I had to count to figure that out. I no longer carry this running tabulation of how long it’s been, just like I no longer carry a running count of how many weeks adjusted and chronological Olivia Moonpie is.
Where am I?
I remember when Glow in the Woods started up and the metaphor just clicked with me. I was so lost in this big, dark, scary woods and I had no idea which direction was the right one. I just kept putting one foot in front of another hoping and trusting that there had to be an end somewhere. It was perfect. I’ve been lost in woods before, literally. I have crawled on my hands and knees through a tangle of wild rhododendron so thick I couldn’t stand up and I couldn’t see more than a few feet ahead. The branches grabbed at my hair and my clothes, the roots tangled up my boots and hurt the palms of my hands.
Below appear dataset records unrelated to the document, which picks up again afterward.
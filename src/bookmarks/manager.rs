//! Bookmark collection lifecycle and mutation

use std::collections::HashSet;
use std::sync::Arc;
use std::time::Duration;

use crate::flush::{start_save_scheduler, SaveScheduler};
use crate::storage::{keys, KeyValueStorage};
use crate::words::WordId;

use super::decode::{self, PayloadShape};
use super::models::{BookmarkEntry, LoadState};

/// Quiet window before bookmark changes reach storage
const SAVE_DEBOUNCE: Duration = Duration::from_millis(2000);

/// Owns the bookmark list and its load lifecycle.
///
/// The entry vector preserves bookmark order; a parallel id set answers
/// membership in O(1). The two are only ever updated together.
pub struct BookmarkManager {
    storage: Arc<dyn KeyValueStorage>,
    entries: Vec<BookmarkEntry>,
    index: HashSet<WordId>,
    state: LoadState,
    saves: SaveScheduler,
}

impl BookmarkManager {
    pub fn new(storage: Arc<dyn KeyValueStorage>) -> Self {
        let saves = start_save_scheduler(Arc::clone(&storage), keys::BOOKMARKS, SAVE_DEBOUNCE, None);
        Self {
            storage,
            entries: Vec::new(),
            index: HashSet::new(),
            state: LoadState::Loading,
            saves,
        }
    }

    /// Read bookmarks from storage, repairing or clearing bad data along
    /// the way. Ends in `Ready` or `Error`; callable again to retry.
    pub async fn load(&mut self) {
        self.state = LoadState::Loading;

        // Repair pass: a value that is obviously not JSON is deleted up
        // front so the read below starts clean.
        match self.storage.get(keys::BOOKMARKS).await {
            Ok(Some(raw)) if !decode::looks_like_json(&raw) => {
                log::warn!("corrupted bookmark data detected, clearing it");
                if let Err(e) = self.storage.remove(keys::BOOKMARKS).await {
                    log::warn!("failed to clear corrupted bookmark data: {}", e);
                }
            }
            Ok(_) => {}
            Err(e) => log::warn!("bookmark integrity check failed: {}", e),
        }

        let raw = match self.storage.get(keys::BOOKMARKS).await {
            Ok(Some(raw)) => raw,
            Ok(None) => {
                self.install(Vec::new(), 0);
                return;
            }
            Err(e) => {
                self.fail(format!("failed to read bookmarks: {e}"));
                return;
            }
        };

        match decode::decode_payload(&raw) {
            Ok(decoded) => {
                if decoded.shape != PayloadShape::BareArray {
                    log::info!("bookmarks decoded via legacy shape: {}", decoded.shape);
                }
                self.install(decoded.entries, decoded.dropped);
            }
            Err(e) => {
                // Delete the bad payload so the next launch starts clean.
                if let Err(remove_err) = self.storage.remove(keys::BOOKMARKS).await {
                    log::warn!("failed to clear undecodable bookmark data: {}", remove_err);
                }
                self.fail(e.to_string());
            }
        }
    }

    /// Re-run `load` after a failure.
    pub async fn retry_loading(&mut self) {
        self.load().await;
    }

    fn install(&mut self, entries: Vec<BookmarkEntry>, dropped: usize) {
        self.entries.clear();
        self.index.clear();

        let mut duplicates = 0;
        for entry in entries {
            if self.index.insert(entry.id.clone()) {
                self.entries.push(entry);
            } else {
                duplicates += 1;
            }
        }
        if dropped > 0 || duplicates > 0 {
            log::warn!(
                "dropped {} invalid and {} duplicate bookmark entries",
                dropped,
                duplicates,
            );
        }

        self.state = LoadState::Ready;
        log::debug!("bookmarks ready: {} entries", self.entries.len());
    }

    fn fail(&mut self, message: String) {
        log::error!("failed to load bookmarks: {}", message);
        self.entries.clear();
        self.index.clear();
        self.state = LoadState::Error(message);
    }

    pub fn state(&self) -> &LoadState {
        &self.state
    }

    pub fn bookmarks(&self) -> &[BookmarkEntry] {
        &self.entries
    }

    pub fn is_bookmarked(&self, id: &WordId) -> bool {
        self.index.contains(id)
    }

    /// Append a bookmark unless one with the same id already exists.
    /// Returns whether the entry was added.
    pub fn add(&mut self, entry: BookmarkEntry) -> bool {
        if !self.index.insert(entry.id.clone()) {
            return false;
        }
        self.entries.push(entry);
        self.schedule_save();
        true
    }

    /// Remove the bookmark with `id`. Returns whether anything was removed.
    pub fn remove(&mut self, id: &WordId) -> bool {
        if !self.index.remove(id) {
            return false;
        }
        self.entries.retain(|entry| entry.id != *id);
        self.schedule_save();
        true
    }

    /// Delete every bookmark, in memory and in storage. If the storage
    /// delete fails nothing changes in memory.
    pub async fn clear_all(&mut self) {
        // Drop any staged write first so it cannot resurrect the old list.
        self.saves.cancel();

        if let Err(e) = self.storage.remove(keys::BOOKMARKS).await {
            log::error!("failed to clear bookmarks: {}", e);
            return;
        }
        self.entries.clear();
        self.index.clear();
        self.state = LoadState::Ready;
    }

    fn schedule_save(&self) {
        match serde_json::to_string(&self.entries) {
            Ok(payload) => self.saves.schedule(payload),
            Err(e) => log::error!("failed to serialize bookmarks: {}", e),
        }
    }

    /// Flush any staged write and stop the flush task.
    pub async fn shutdown(&mut self) {
        self.saves.shutdown().await;
    }
}

#[cfg(test)]
mod tests {
    use super::*;
    use crate::storage::MemoryStorage;

    fn entry(id: u64, word: &str) -> BookmarkEntry {
        BookmarkEntry {
            id: WordId::from(id),
            word: word.to_string(),
            meaning: format!("meaning of {word}"),
        }
    }

    fn make_test_manager() -> (BookmarkManager, Arc<MemoryStorage>) {
        let storage = Arc::new(MemoryStorage::new());
        let manager = BookmarkManager::new(Arc::clone(&storage) as Arc<dyn KeyValueStorage>);
        (manager, storage)
    }

    #[tokio::test]
    async fn test_starts_loading_and_loads_empty_when_absent() {
        let (mut manager, _storage) = make_test_manager();
        assert_eq!(*manager.state(), LoadState::Loading);

        manager.load().await;
        assert_eq!(*manager.state(), LoadState::Ready);
        assert!(manager.bookmarks().is_empty());
    }

    #[tokio::test]
    async fn test_add_remove_and_membership() {
        let (mut manager, _storage) = make_test_manager();
        manager.load().await;

        assert!(manager.add(entry(1, "abate")));
        assert!(manager.is_bookmarked(&WordId::from(1)));

        // Same id again is a no-op.
        assert!(!manager.add(entry(1, "abate")));
        assert_eq!(manager.bookmarks().len(), 1);

        assert!(manager.remove(&WordId::from(1)));
        assert!(!manager.is_bookmarked(&WordId::from(1)));
        assert!(!manager.remove(&WordId::from(1)));
        assert!(manager.bookmarks().is_empty());
    }

    #[tokio::test]
    async fn test_membership_uses_canonical_ids() {
        let (mut manager, _storage) = make_test_manager();
        manager.load().await;

        assert!(manager.add(BookmarkEntry {
            id: WordId::from("7"),
            word: "w".to_string(),
            meaning: "m".to_string(),
        }));
        // Numeric 7 names the same word.
        assert!(!manager.add(entry(7, "w")));
        assert!(manager.is_bookmarked(&WordId::from(7)));
    }

    #[tokio::test]
    async fn test_load_accepts_all_three_persisted_shapes() {
        let raw_entry = "{\"id\":1,\"word\":\"abate\",\"meaning\":\"lessen\"}";
        let shapes = [
            format!("[{raw_entry}]"),
            format!("{{\"bookmarks\":[{raw_entry}]}}"),
            format!("{{\"state\":{{\"bookmarks\":[{raw_entry}]}},\"version\":0}}"),
        ];

        for raw in shapes {
            let (mut manager, storage) = make_test_manager();
            storage.seed(keys::BOOKMARKS, &raw);
            manager.load().await;

            assert_eq!(*manager.state(), LoadState::Ready, "shape: {raw}");
            assert_eq!(manager.bookmarks().len(), 1);
            assert_eq!(manager.bookmarks()[0].word, "abate");
        }
    }

    #[tokio::test]
    async fn test_load_drops_invalid_and_duplicate_entries() {
        let (mut manager, storage) = make_test_manager();
        storage.seed(
            keys::BOOKMARKS,
            "[{\"id\":1,\"word\":\"a\",\"meaning\":\"m\"}, null, \
             {\"id\":\"1\",\"word\":\"a\",\"meaning\":\"m\"}, \
             {\"id\":2,\"word\":3,\"meaning\":\"m\"}]",
        );
        manager.load().await;

        assert_eq!(*manager.state(), LoadState::Ready);
        assert_eq!(manager.bookmarks().len(), 1);
        assert!(manager.is_bookmarked(&WordId::from(1)));
    }

    #[tokio::test]
    async fn test_corrupted_value_is_repaired_to_empty() {
        let (mut manager, storage) = make_test_manager();
        storage.seed(keys::BOOKMARKS, "undefined");
        manager.load().await;

        assert!(manager.state().is_ready());
        assert!(manager.bookmarks().is_empty());
        // The bad value is gone from storage.
        assert_eq!(storage.get(keys::BOOKMARKS).await.unwrap(), None);
    }

    #[tokio::test]
    async fn test_unknown_shape_sets_error_and_clears_storage() {
        let (mut manager, storage) = make_test_manager();
        storage.seed(keys::BOOKMARKS, "{\"favorites\":[]}");
        manager.load().await;

        assert!(matches!(manager.state(), LoadState::Error(_)));
        assert!(manager.bookmarks().is_empty());
        assert_eq!(storage.get(keys::BOOKMARKS).await.unwrap(), None);
    }

    #[tokio::test]
    async fn test_undecodable_json_sets_error_and_clears_storage() {
        let (mut manager, storage) = make_test_manager();
        storage.seed(keys::BOOKMARKS, "[{\"id\":1,");
        manager.load().await;

        assert!(matches!(manager.state(), LoadState::Error(_)));
        assert_eq!(storage.get(keys::BOOKMARKS).await.unwrap(), None);
    }

    #[tokio::test]
    async fn test_read_failure_sets_error_and_retry_recovers() {
        let (mut manager, storage) = make_test_manager();
        storage.seed(keys::BOOKMARKS, "[{\"id\":1,\"word\":\"a\",\"meaning\":\"m\"}]");

        storage.set_fail_reads(true);
        manager.load().await;
        assert!(matches!(manager.state(), LoadState::Error(_)));
        assert!(manager.bookmarks().is_empty());

        // The data itself was never deleted, so a retry can succeed.
        storage.set_fail_reads(false);
        manager.retry_loading().await;
        assert!(manager.state().is_ready());
        assert_eq!(manager.bookmarks().len(), 1);
    }

    #[tokio::test(start_paused = true)]
    async fn test_writes_are_debounced_and_coalesced() {
        let (mut manager, storage) = make_test_manager();
        manager.load().await;

        manager.add(entry(1, "a"));
        manager.add(entry(2, "b"));
        manager.remove(&WordId::from(1));
        tokio::time::sleep(SAVE_DEBOUNCE + Duration::from_millis(100)).await;

        assert_eq!(storage.write_count(keys::BOOKMARKS), 1);
        let raw = storage.get(keys::BOOKMARKS).await.unwrap().unwrap();
        let stored: Vec<BookmarkEntry> = serde_json::from_str(&raw).unwrap();
        assert_eq!(stored, vec![entry(2, "b")]);
    }

    #[tokio::test(start_paused = true)]
    async fn test_write_failure_keeps_memory_state() {
        let (mut manager, storage) = make_test_manager();
        manager.load().await;

        storage.set_fail_writes(true);
        manager.add(entry(1, "a"));
        tokio::time::sleep(SAVE_DEBOUNCE + Duration::from_millis(100)).await;

        assert_eq!(*manager.state(), LoadState::Ready);
        assert_eq!(manager.bookmarks().len(), 1);
        assert_eq!(storage.write_count(keys::BOOKMARKS), 0);
    }

    #[tokio::test(start_paused = true)]
    async fn test_clear_all_cancels_staged_writes() {
        let (mut manager, storage) = make_test_manager();
        manager.load().await;

        manager.add(entry(1, "a"));
        manager.clear_all().await;
        tokio::time::sleep(SAVE_DEBOUNCE * 2).await;

        assert!(manager.bookmarks().is_empty());
        assert_eq!(*manager.state(), LoadState::Ready);
        // Neither the staged write nor the old value survives.
        assert_eq!(storage.get(keys::BOOKMARKS).await.unwrap(), None);
        assert_eq!(storage.write_count(keys::BOOKMARKS), 0);
    }

    #[tokio::test]
    async fn test_shutdown_flushes_staged_write() {
        let (mut manager, storage) = make_test_manager();
        manager.load().await;

        manager.add(entry(1, "abate"));
        manager.shutdown().await;

        let raw = storage.get(keys::BOOKMARKS).await.unwrap().unwrap();
        let stored: Vec<BookmarkEntry> = serde_json::from_str(&raw).unwrap();
        assert_eq!(stored.len(), 1);
        assert_eq!(stored[0].id, WordId::from(1));
    }
}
I had to just keep going, hoping it thinned out sooner rather than later. And that is exactly how my grief felt. It snagged and pulled and scratched. It was a million little papercuts that left me feeling thin and fragile and ready to shatter. There would be moments when I’d think I’d reached a clearing only to find myself plunged back into it by the most inane things.
One step at a time. Keep yourself busy. Go through the motions of life, whether you want to or not, whether you really feel it or not. Then one day you wake up and realize you are just living again.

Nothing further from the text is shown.